● **EXERCISE**:
Whichever lines of the entries hold the word "association" should be identified and copied.

● **DATA SUPPLIED**:
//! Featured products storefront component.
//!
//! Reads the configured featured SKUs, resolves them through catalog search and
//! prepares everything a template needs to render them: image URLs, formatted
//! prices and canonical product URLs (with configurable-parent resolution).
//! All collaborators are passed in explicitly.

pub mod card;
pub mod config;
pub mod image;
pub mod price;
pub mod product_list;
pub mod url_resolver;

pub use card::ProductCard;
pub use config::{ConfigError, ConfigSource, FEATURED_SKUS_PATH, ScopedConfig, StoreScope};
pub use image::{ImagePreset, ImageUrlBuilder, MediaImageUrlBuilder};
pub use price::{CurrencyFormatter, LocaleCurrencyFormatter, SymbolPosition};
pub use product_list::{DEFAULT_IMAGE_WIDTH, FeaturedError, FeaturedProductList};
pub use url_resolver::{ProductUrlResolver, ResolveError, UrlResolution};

* * *

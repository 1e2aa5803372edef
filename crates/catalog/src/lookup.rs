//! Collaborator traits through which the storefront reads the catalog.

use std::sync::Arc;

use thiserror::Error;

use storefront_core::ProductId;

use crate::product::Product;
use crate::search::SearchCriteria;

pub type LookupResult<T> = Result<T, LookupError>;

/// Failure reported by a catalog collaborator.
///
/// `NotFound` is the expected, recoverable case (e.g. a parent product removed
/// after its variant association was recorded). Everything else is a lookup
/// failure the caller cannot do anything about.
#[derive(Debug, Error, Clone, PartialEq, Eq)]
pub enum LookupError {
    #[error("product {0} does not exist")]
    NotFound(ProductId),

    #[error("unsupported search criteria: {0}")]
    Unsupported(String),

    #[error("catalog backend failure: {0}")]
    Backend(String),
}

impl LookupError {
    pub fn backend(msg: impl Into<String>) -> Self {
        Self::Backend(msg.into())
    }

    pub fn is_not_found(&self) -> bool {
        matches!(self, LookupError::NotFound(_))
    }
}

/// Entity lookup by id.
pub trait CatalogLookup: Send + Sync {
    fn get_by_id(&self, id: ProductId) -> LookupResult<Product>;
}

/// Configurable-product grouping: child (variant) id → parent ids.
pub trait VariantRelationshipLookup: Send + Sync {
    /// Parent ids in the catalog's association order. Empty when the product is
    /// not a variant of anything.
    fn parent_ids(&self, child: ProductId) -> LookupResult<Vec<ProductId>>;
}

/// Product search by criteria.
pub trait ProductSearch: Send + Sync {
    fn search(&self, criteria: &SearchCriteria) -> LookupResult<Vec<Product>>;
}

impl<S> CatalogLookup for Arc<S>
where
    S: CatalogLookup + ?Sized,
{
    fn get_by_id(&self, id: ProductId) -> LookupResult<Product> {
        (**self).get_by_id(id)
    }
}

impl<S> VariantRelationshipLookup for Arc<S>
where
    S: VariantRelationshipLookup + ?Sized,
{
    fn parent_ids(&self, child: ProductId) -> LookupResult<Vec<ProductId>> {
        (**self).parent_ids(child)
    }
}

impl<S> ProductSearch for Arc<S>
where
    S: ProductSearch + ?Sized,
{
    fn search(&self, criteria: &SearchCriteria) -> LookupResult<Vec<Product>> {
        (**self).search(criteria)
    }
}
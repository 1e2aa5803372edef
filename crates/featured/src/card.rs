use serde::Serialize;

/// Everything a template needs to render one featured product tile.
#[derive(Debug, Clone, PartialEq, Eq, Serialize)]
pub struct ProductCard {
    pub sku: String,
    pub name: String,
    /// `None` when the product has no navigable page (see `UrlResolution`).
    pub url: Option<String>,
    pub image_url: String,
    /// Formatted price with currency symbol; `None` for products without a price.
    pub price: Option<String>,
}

● **ANSWER SECTION**:
/// after its variant association was recorded). Everything else is a lookup
    /// Parent ids in the catalog's association order. Empty when the product is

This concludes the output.